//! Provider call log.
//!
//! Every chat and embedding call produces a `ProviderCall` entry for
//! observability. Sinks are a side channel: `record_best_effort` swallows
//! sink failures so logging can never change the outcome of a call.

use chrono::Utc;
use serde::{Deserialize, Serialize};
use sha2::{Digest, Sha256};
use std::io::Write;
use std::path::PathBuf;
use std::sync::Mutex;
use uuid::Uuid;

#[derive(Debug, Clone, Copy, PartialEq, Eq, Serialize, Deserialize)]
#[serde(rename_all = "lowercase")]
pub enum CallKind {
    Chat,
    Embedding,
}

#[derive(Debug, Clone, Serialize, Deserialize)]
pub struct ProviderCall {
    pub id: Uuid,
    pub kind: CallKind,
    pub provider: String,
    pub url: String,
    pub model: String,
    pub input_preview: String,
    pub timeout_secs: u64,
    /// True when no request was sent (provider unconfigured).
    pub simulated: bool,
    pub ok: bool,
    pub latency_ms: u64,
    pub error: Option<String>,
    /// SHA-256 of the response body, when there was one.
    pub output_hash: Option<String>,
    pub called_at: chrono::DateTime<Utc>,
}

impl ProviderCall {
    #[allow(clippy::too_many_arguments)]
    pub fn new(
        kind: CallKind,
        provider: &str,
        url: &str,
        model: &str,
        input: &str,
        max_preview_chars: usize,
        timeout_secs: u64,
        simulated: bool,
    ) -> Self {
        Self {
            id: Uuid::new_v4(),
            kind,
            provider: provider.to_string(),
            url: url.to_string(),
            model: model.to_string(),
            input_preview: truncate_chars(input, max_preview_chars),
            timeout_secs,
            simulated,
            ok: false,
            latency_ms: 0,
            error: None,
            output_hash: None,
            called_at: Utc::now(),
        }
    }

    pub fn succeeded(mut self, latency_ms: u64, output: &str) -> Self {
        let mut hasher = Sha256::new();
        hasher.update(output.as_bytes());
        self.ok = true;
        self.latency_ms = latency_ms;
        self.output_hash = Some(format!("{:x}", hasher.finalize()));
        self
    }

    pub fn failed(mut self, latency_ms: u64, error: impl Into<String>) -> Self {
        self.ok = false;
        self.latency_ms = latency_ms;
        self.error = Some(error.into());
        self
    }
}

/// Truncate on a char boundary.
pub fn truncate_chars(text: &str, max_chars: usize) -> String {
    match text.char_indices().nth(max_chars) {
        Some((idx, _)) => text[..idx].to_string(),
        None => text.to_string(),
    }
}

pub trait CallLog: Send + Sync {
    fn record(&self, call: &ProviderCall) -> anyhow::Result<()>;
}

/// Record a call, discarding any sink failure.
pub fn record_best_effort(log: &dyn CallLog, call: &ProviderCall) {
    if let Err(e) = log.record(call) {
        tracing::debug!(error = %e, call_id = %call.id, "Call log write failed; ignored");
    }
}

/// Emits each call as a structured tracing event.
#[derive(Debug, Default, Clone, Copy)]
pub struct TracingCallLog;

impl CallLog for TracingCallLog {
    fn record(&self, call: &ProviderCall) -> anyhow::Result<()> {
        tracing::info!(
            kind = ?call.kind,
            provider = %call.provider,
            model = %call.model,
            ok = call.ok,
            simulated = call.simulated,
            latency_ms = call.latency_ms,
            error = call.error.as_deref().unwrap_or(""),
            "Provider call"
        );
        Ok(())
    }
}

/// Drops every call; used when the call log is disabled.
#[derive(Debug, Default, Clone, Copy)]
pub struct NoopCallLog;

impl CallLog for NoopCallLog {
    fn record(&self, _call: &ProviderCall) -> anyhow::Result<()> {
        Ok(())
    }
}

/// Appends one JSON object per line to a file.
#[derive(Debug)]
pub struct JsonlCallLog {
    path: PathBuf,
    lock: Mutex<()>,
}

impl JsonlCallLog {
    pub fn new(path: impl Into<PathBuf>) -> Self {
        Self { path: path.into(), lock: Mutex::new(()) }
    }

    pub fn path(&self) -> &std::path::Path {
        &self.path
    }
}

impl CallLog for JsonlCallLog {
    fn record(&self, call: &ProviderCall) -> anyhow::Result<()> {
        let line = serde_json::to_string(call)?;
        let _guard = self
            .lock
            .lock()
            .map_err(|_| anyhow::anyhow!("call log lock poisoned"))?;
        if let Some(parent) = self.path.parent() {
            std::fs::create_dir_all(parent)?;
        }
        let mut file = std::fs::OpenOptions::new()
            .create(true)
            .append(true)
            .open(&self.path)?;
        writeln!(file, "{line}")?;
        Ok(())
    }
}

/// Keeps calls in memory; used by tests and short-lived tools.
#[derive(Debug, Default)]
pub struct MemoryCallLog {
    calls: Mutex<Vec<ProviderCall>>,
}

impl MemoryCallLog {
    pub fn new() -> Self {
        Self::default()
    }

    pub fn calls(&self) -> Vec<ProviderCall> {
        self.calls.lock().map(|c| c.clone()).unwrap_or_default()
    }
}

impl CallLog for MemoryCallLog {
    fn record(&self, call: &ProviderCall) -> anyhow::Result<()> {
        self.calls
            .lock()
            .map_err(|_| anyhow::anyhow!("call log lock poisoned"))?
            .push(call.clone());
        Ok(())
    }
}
━━━━━━━━━━
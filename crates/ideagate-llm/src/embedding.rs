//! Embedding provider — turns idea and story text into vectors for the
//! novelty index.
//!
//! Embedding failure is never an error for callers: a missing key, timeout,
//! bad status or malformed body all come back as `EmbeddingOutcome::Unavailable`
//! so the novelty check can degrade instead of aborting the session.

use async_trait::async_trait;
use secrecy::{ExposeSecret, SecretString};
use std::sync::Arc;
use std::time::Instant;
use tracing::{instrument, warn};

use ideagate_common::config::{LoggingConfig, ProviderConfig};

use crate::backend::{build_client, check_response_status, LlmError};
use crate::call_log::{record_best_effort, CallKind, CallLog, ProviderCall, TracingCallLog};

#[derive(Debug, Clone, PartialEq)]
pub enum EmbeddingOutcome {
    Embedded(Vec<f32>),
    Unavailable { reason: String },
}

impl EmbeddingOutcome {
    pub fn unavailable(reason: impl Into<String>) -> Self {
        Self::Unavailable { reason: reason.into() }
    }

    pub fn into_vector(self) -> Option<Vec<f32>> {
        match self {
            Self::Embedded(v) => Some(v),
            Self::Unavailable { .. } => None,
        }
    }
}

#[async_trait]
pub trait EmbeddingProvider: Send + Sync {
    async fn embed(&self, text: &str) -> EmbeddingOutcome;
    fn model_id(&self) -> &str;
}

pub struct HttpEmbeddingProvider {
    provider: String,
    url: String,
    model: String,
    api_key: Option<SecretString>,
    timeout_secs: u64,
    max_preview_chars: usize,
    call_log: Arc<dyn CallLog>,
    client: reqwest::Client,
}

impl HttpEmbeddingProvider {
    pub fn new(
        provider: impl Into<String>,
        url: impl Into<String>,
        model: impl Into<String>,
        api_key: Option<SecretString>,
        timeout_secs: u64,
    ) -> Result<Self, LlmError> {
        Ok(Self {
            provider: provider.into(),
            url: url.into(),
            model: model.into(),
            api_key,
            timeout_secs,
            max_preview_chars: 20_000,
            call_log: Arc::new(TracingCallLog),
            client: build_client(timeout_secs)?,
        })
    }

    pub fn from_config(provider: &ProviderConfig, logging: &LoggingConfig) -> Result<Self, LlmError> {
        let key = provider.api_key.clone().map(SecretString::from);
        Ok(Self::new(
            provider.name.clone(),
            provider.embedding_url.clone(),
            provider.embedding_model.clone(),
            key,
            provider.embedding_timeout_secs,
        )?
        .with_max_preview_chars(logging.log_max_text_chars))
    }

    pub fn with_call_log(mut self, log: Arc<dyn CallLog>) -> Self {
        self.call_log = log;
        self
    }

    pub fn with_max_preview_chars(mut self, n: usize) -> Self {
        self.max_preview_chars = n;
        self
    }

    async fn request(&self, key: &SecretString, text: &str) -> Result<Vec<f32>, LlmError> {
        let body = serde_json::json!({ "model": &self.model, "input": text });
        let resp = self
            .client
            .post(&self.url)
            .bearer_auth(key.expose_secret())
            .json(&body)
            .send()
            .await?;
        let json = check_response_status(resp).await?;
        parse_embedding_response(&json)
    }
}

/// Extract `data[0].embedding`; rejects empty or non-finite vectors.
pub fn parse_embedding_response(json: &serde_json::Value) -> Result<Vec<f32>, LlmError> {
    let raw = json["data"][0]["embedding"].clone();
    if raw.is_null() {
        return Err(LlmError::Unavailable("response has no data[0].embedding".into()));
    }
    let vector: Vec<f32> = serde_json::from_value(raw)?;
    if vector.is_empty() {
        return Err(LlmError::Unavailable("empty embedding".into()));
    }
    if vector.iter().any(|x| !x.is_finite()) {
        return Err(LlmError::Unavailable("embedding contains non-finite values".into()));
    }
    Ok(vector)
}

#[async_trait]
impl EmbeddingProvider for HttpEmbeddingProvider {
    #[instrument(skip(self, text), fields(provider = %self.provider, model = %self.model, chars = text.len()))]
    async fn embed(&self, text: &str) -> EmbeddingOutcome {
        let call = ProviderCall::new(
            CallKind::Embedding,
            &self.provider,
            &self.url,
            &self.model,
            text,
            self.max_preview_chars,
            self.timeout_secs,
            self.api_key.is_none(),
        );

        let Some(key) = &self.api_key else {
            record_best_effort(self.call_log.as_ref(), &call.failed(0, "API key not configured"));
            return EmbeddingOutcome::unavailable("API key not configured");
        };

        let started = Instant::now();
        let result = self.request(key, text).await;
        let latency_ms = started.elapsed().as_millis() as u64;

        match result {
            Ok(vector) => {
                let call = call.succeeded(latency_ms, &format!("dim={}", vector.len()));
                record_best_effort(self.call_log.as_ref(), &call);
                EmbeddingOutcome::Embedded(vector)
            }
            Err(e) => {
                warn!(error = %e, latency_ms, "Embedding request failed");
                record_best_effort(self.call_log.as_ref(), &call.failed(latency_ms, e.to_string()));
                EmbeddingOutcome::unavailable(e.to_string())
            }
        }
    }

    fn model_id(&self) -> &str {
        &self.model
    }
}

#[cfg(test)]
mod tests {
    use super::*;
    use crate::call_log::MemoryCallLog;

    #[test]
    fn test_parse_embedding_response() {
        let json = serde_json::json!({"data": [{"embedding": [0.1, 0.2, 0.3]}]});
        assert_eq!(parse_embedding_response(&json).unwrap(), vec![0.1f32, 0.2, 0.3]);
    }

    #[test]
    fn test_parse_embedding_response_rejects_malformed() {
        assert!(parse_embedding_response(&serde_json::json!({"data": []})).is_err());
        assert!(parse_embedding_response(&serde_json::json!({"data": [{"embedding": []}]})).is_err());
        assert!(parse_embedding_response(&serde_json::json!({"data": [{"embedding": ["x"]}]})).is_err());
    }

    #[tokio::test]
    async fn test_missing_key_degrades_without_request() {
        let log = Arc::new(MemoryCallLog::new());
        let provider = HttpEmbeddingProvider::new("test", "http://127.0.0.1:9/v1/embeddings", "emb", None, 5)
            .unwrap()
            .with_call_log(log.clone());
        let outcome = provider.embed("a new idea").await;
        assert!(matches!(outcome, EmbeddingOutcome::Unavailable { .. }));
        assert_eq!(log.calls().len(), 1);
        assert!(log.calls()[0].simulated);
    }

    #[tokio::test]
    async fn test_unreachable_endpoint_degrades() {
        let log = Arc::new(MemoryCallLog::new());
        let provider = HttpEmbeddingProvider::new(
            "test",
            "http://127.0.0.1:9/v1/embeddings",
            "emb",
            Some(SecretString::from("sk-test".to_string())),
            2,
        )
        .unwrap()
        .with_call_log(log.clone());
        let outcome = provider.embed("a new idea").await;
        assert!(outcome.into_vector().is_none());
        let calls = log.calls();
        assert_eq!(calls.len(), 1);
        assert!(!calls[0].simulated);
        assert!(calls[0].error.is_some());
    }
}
━━━━━━━━━━
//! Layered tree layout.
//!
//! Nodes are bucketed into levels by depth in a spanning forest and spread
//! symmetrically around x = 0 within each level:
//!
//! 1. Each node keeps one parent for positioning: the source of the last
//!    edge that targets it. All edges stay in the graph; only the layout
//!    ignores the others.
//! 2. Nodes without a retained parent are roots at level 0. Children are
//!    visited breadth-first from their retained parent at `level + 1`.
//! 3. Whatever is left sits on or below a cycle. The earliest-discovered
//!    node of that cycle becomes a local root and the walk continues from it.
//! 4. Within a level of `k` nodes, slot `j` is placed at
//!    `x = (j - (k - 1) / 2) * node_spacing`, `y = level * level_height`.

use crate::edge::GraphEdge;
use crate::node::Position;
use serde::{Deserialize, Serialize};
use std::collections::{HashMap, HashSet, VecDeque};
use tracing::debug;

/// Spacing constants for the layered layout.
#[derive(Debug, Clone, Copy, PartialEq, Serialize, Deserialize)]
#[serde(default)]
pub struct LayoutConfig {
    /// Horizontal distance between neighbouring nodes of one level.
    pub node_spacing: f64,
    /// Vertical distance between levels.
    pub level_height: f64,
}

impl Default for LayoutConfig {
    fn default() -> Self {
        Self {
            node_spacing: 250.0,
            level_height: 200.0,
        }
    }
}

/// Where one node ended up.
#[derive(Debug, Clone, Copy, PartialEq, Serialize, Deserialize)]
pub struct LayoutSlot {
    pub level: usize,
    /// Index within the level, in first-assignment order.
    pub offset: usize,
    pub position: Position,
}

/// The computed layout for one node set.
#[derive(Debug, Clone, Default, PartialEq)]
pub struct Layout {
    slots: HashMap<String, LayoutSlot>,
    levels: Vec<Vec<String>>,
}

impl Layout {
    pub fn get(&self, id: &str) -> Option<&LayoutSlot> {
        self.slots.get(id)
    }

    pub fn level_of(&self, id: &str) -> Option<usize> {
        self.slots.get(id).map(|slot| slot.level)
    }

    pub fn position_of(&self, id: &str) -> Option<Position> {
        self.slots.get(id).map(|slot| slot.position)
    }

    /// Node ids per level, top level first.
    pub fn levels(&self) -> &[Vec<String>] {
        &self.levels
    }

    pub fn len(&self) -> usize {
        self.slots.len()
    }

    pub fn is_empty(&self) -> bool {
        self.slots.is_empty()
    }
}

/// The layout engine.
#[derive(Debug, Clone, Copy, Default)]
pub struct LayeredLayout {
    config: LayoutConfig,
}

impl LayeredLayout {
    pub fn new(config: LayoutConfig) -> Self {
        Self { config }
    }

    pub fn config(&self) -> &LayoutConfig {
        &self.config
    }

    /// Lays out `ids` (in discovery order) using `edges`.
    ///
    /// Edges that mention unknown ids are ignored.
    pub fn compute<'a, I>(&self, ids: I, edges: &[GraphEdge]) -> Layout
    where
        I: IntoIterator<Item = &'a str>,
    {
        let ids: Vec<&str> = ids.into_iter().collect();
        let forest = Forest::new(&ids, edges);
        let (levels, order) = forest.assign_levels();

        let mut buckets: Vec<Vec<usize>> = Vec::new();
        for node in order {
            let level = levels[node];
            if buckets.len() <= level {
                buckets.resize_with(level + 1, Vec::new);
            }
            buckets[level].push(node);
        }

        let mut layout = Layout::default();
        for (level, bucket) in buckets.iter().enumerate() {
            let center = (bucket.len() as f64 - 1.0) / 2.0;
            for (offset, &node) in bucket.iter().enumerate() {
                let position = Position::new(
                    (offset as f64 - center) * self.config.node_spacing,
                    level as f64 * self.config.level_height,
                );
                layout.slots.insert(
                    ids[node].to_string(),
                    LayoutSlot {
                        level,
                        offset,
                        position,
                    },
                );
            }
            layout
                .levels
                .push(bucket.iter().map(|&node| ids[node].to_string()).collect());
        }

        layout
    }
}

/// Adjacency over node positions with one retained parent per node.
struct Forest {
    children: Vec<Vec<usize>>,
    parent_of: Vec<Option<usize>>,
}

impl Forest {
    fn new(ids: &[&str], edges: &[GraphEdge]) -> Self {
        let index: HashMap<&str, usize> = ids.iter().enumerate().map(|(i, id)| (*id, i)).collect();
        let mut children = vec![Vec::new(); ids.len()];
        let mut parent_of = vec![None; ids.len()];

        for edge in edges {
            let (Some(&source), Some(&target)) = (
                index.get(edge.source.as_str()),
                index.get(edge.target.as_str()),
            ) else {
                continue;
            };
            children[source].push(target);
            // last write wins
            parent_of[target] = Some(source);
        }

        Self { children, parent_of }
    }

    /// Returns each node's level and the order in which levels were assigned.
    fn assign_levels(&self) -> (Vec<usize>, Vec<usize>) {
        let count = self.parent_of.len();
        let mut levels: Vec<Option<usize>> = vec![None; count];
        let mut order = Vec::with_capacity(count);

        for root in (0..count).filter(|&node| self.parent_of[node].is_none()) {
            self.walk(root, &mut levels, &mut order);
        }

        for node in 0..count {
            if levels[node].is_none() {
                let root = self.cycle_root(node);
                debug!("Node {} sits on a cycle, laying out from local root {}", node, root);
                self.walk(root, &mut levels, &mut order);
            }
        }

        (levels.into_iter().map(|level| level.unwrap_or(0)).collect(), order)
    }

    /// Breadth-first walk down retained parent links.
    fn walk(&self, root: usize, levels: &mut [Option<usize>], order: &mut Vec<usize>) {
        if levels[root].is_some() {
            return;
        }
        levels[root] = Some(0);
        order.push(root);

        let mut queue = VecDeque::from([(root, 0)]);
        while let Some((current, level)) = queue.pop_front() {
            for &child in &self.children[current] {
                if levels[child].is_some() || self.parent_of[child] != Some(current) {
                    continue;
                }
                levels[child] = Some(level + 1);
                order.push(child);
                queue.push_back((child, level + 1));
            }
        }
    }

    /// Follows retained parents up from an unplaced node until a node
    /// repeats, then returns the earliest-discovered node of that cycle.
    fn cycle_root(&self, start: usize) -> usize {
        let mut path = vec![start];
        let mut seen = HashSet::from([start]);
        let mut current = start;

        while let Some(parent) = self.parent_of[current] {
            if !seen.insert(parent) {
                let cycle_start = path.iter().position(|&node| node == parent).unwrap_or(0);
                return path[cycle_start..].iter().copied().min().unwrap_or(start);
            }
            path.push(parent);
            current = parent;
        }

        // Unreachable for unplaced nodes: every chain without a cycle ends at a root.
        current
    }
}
━━━━━━━━━━
PROBLEM DETAILS:
Take from the entries every line that has the string "sits".

COMPLETED EXERCISE:
//! 3. Whatever is left sits on or below a cycle. The earliest-discovered
                debug!("Node {} sits on a cycle, laying out from local root {}", node, root);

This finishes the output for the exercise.